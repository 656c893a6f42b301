//! `yank scan` – show how files in a directory are recognized.

use anyhow::{Context, Result};
use std::path::Path;
use yank_core::identity::normalize;
use yank_core::scan::{scan_entries, DirectoryEntry};

pub fn run_scan(dir: &Path) -> Result<()> {
    let mut entries =
        scan_entries(dir).with_context(|| format!("read directory {}", dir.display()))?;
    entries.sort_by(|a, b| a.path.cmp(&b.path));

    for entry in &entries {
        println!("{}", format_entry(entry));
    }
    let complete = entries.iter().filter(|e| e.is_complete).count();
    println!(
        "{} file(s): {} complete, {} in progress",
        entries.len(),
        complete,
        entries.len() - complete
    );
    Ok(())
}

fn format_entry(entry: &DirectoryEntry) -> String {
    match entry.fingerprint() {
        Some(fp) => format!(
            "complete     {}  {}  {}",
            fp,
            normalize(&entry.base_name),
            entry.path.display()
        ),
        None => format!("in-progress  {:<64}  -  {}", "-", entry.path.display()),
    }
}
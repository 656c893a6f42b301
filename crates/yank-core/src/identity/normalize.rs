//! Canonical form of a display title.

use unicode_normalization::UnicodeNormalization;

/// Characters removed from titles: unsafe in filenames or carrying no identity.
const STRIPPED: &[char] = &['|', '/', '\\', ':', '*', '?', '"', '<', '>', '.', ','];

/// Canonicalizes a display title.
///
/// In order: trim, NFKC, lowercase, drop all whitespace, drop the characters
/// in [`STRIPPED`]. Total and pure; an empty title yields an empty string.
/// Other punctuation (`!`, `'`, `&`, ...) is kept as is.
///
/// Dropping characters can put a combining mark next to a letter it was
/// separated from, so the filtered string is composed once more.
pub fn normalize(title: &str) -> String {
    let compat: String = title.trim().nfkc().collect();
    let filtered: String = compat
        .to_lowercase()
        .chars()
        .filter(|c| !c.is_whitespace() && !STRIPPED.contains(c))
        .collect();
    filtered.nfkc().collect()
}
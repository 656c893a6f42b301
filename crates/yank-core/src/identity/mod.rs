//! Title identity.
//!
//! Titles are the only key a playlist entry carries, and they reach us twice:
//! once from the remote catalog and once rebuilt from a saved filename. Both
//! are reduced to a canonical string and then to a fixed-length fingerprint,
//! which is what every dedup decision compares.

mod fingerprint;
mod normalize;

pub use fingerprint::{fingerprint, Fingerprint};
pub use normalize::normalize;

/// Fingerprint of a display title: `fingerprint(normalize(title))`.
pub fn title_fingerprint(title: &str) -> Fingerprint {
    fingerprint(&normalize(title))
}
//! Fixed-length digest of a canonical title.

use sha2::{Digest, Sha256};
use std::fmt;

/// Identity token of a title: SHA-256 of the canonical string, lowercase hex.
#[derive(Debug, Clone, PartialEq, Eq, Hash, PartialOrd, Ord)]
pub struct Fingerprint(String);

impl Fingerprint {
    /// Length of every fingerprint in hex characters.
    pub const LEN: usize = 64;

    pub fn as_str(&self) -> &str {
        &self.0
    }
}

impl fmt::Display for Fingerprint {
    fn fmt(&self, f: &mut fmt::Formatter<'_>) -> fmt::Result {
        f.write_str(&self.0)
    }
}

/// Digest over the UTF-8 bytes of `canonical`. Callers normalize first.
pub fn fingerprint(canonical: &str) -> Fingerprint {
    let digest = Sha256::digest(canonical.as_bytes());
    Fingerprint(hex::encode(digest))
}

#[cfg(test)]
mod tests {
    use super::*;

    #[test]
    fn empty_string_digest() {
        assert_eq!(
            fingerprint("").as_str(),
            "e3b0c44298fc1c149afbf4c8996fb92427ae41e4649b934ca495991b7852b855"
        );
    }

    #[test]
    fn known_digest() {
        assert_eq!(
            fingerprint("hello").as_str(),
            "2cf24dba5fb0a30e26e83b2ac5b9e29e1b161e5c1fa7425e73043362938b9824"
        );
    }

    #[test]
    fn fixed_width_and_stable() {
        let a = fingerprint("talka");
        let b = fingerprint("talka");
        assert_eq!(a, b);
        assert_eq!(a.as_str().len(), Fingerprint::LEN);
        assert_eq!(fingerprint("x").to_string().len(), Fingerprint::LEN);
    }
}
//! Directory scanner: which titles are already on disk.
//!
//! Walks the target directory recursively, classifies each file as complete
//! or in-progress by its suffix, and fingerprints the base title of every
//! complete file. In-progress files never count, so an abandoned transfer
//! does not block a retry.

mod classify;

pub use classify::{is_complete, strip_all_extensions, IN_PROGRESS_SUFFIXES};

use std::collections::HashSet;
use std::path::{Path, PathBuf};
use walkdir::WalkDir;

use crate::identity::{fingerprint, normalize, Fingerprint};

/// A file found under the target directory.
#[derive(Debug, Clone, PartialEq, Eq)]
pub struct DirectoryEntry {
    pub path: PathBuf,
    /// File name with every extension removed.
    pub base_name: String,
    pub is_complete: bool,
}

impl DirectoryEntry {
    /// Fingerprint of the recovered title; `None` for in-progress files.
    pub fn fingerprint(&self) -> Option<Fingerprint> {
        self.is_complete
            .then(|| fingerprint(&normalize(&self.base_name)))
    }
}

/// The scan could not establish what is on disk. Fatal to a run.
#[derive(Debug, thiserror::Error)]
pub enum ScanError {
    #[error("cannot scan {}: {source}", path.display())]
    Walk {
        path: PathBuf,
        #[source]
        source: walkdir::Error,
    },
    #[error("{} is not a directory", .0.display())]
    NotADirectory(PathBuf),
}

/// Lists every non-directory entry under `dir` with its classification.
pub fn scan_entries(dir: &Path) -> Result<Vec<DirectoryEntry>, ScanError> {
    let mut entries = Vec::new();
    for item in WalkDir::new(dir) {
        let item = item.map_err(|source| ScanError::Walk {
            path: source.path().unwrap_or(dir).to_path_buf(),
            source,
        })?;
        if item.file_type().is_dir() {
            continue;
        }
        if item.depth() == 0 {
            return Err(ScanError::NotADirectory(dir.to_path_buf()));
        }
        let file_name = item.file_name().to_string_lossy().into_owned();
        entries.push(DirectoryEntry {
            base_name: strip_all_extensions(&file_name).to_string(),
            is_complete: is_complete(&file_name),
            path: item.into_path(),
        });
    }
    Ok(entries)
}

/// Fingerprints of every complete file under `dir`.
pub fn scan(dir: &Path) -> Result<HashSet<Fingerprint>, ScanError> {
    let mut found = HashSet::new();
    for entry in scan_entries(dir)? {
        let Some(fp) = entry.fingerprint() else {
            tracing::debug!(path = %entry.path.display(), "ignoring in-progress file");
            continue;
        };
        tracing::debug!(
            path = %entry.path.display(),
            normalized = %normalize(&entry.base_name),
            fingerprint = %fp,
            "detected existing file"
        );
        found.insert(fp);
    }
    Ok(found)
}
use std::ffi::OsString;
use std::path::{Path, PathBuf};

use super::{FetchError, Fetcher};
use crate::catalog::CatalogEntry;
use crate::config::ToolConfig;
use crate::process::run_tool;

/// Downloads one entry with yt-dlp into a fixed target directory.
#[derive(Debug, Clone)]
pub struct YtDlpFetcher {
    tool: ToolConfig,
    target_dir: PathBuf,
}

impl YtDlpFetcher {
    pub fn new(tool: ToolConfig, target_dir: &Path) -> Self {
        Self {
            tool,
            target_dir: target_dir.to_path_buf(),
        }
    }

    /// Arguments for one download, URL last.
    pub fn args(&self, entry: &CatalogEntry) -> Vec<OsString> {
        let mut args: Vec<OsString> = vec![
            "-f".into(),
            self.tool.format.as_str().into(),
            "--merge-output-format".into(),
            self.tool.merge_output_format.as_str().into(),
        ];
        if !self.tool.downloader.is_empty() {
            args.push("--downloader".into());
            args.push(self.tool.downloader.as_str().into());
            if !self.tool.downloader_args.is_empty() {
                args.push("--downloader-args".into());
                args.push(self.tool.downloader_args.as_str().into());
            }
        }
        args.push("-o".into());
        args.push(self.target_dir.join(&self.tool.output_template).into_os_string());
        args.push(entry.url.as_str().into());
        args
    }
}

impl Fetcher for YtDlpFetcher {
    fn fetch(&self, entry: &CatalogEntry) -> Result<(), FetchError> {
        run_tool(&self.tool.program, self.args(entry))?;
        Ok(())
    }
}

#[cfg(test)]
mod tests {
    use super::*;

    fn entry() -> CatalogEntry {
        CatalogEntry::new("https://www.youtube.com/watch?v=abc", "Talk A")
    }

    #[test]
    fn default_args_match_tool_defaults() {
        let fetcher = YtDlpFetcher::new(ToolConfig::default(), Path::new("/media/P_BY_C"));
        let args = fetcher.args(&entry());
        let expected: Vec<OsString> = [
            "-f",
            "bv*[height<=1080]+ba/b",
            "--merge-output-format",
            "mp4",
            "--downloader",
            "aria2c",
            "--downloader-args",
            "aria2c:-x 16 -s 16 -k 1M",
            "-o",
            "/media/P_BY_C/%(title)s.%(ext)s",
            "https://www.youtube.com/watch?v=abc",
        ]
        .iter()
        .map(OsString::from)
        .collect();
        assert_eq!(args, expected);
    }

    #[test]
    fn empty_downloader_drops_downloader_flags() {
        let tool = ToolConfig {
            downloader: String::new(),
            ..ToolConfig::default()
        };
        let args = YtDlpFetcher::new(tool, Path::new("/d")).args(&entry());
        assert!(!args.iter().any(|a| a == "--downloader"));
        assert!(!args.iter().any(|a| a == "--downloader-args"));
        assert_eq!(args.last().unwrap(), "https://www.youtube.com/watch?v=abc");
    }

    #[test]
    fn missing_tool_fails_the_fetch() {
        let tool = ToolConfig {
            program: "yank-test-no-such-tool".to_string(),
            ..ToolConfig::default()
        };
        let err = YtDlpFetcher::new(tool, Path::new("/d"))
            .fetch(&entry())
            .unwrap_err();
        assert!(matches!(err, FetchError::Tool(_)));
    }
}
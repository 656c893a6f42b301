//! CLI command handlers, one per file.

mod scan;
mod sync;

pub use scan::run_scan;
pub use sync::{run_sync, SyncArgs};
//! Filename conventions shared with the fetch tool.

/// Suffixes of transfers that have not finished (yt-dlp partials, aria2 control files).
pub const IN_PROGRESS_SUFFIXES: &[&str] = &[".part", ".aria2"];

/// True unless the name carries an in-progress suffix. Size and content are not inspected.
pub fn is_complete(file_name: &str) -> bool {
    !IN_PROGRESS_SUFFIXES
        .iter()
        .any(|suffix| file_name.ends_with(suffix))
}

/// Removes every trailing `.ext` until none is left.
///
/// A leading dot does not start an extension, so `.hidden` stays as is.
/// Dots inside a title are lost too: `Mr. Robot.mp4` becomes `Mr`.
pub fn strip_all_extensions(file_name: &str) -> &str {
    let mut base = file_name;
    while let Some(idx) = base.rfind('.') {
        if idx == 0 {
            break;
        }
        base = &base[..idx];
    }
    base
}
//! CLI for yank.

mod commands;

use anyhow::Result;
use clap::{Parser, Subcommand};
use std::path::{Path, PathBuf};
use yank_core::config::{self, YankConfig};

use commands::{run_scan, run_sync, SyncArgs};

/// Top-level CLI for yank.
#[derive(Debug, Parser)]
#[command(name = "yank")]
#[command(
    about = "yank: download a playlist, skipping what is already on disk",
    long_about = None
)]
pub struct Cli {
    /// Config file to use instead of ~/.config/yank/config.toml.
    #[arg(long, global = true, value_name = "PATH")]
    pub config: Option<PathBuf>,

    #[command(subcommand)]
    pub command: CliCommand,
}

#[derive(Debug, Subcommand)]
pub enum CliCommand {
    /// Download every playlist entry that is not already in the output directory.
    Sync {
        /// Playlist URL.
        url: String,
        /// Directory in which the playlist folder is created (default: current directory).
        #[arg(short, long, value_name = "DIR")]
        output: Option<PathBuf>,
        /// Process up to N entries at once (overrides max_concurrent_fetches).
        #[arg(short, long, value_name = "N")]
        jobs: Option<usize>,
        /// Do not send a desktop notification when done.
        #[arg(long)]
        no_notify: bool,
        /// Report what would be downloaded without downloading.
        #[arg(long)]
        dry_run: bool,
    },

    /// List files in a directory with their recovered title and fingerprint.
    Scan {
        /// Directory to scan (recursively).
        dir: PathBuf,
    },
}

fn load_config(path: Option<&Path>) -> Result<YankConfig> {
    let cfg = match path {
        Some(p) => config::load_from_path(p)?,
        None => config::load_or_init()?,
    };
    tracing::debug!("loaded config: {:?}", cfg);
    Ok(cfg)
}

impl CliCommand {
    pub async fn run_from_args() -> Result<()> {
        let cli = Cli::parse();

        match cli.command {
            CliCommand::Sync {
                url,
                output,
                jobs,
                no_notify,
                dry_run,
            } => {
                let cfg = load_config(cli.config.as_deref())?;
                let output_root = match output {
                    Some(dir) => dir,
                    None => std::env::current_dir()?,
                };
                let args = SyncArgs {
                    url,
                    output_root,
                    jobs,
                    notify: cfg.notify && !no_notify,
                    dry_run,
                };
                run_sync(&cfg, args).await?;
            }
            CliCommand::Scan { dir } => run_scan(&dir)?,
        }

        Ok(())
    }
}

Exercise →
Using the listing above, print the line containing "notify: cfg.notify &&" and every line after it exactly, up to and including the last.

Answer to this exercise →
                    notify: cfg.notify && !no_notify,
                    dry_run,
                };
                run_sync(&cfg, args).await?;
            }
            CliCommand::Scan { dir } => run_scan(&dir)?,
        }

        Ok(())
    }
}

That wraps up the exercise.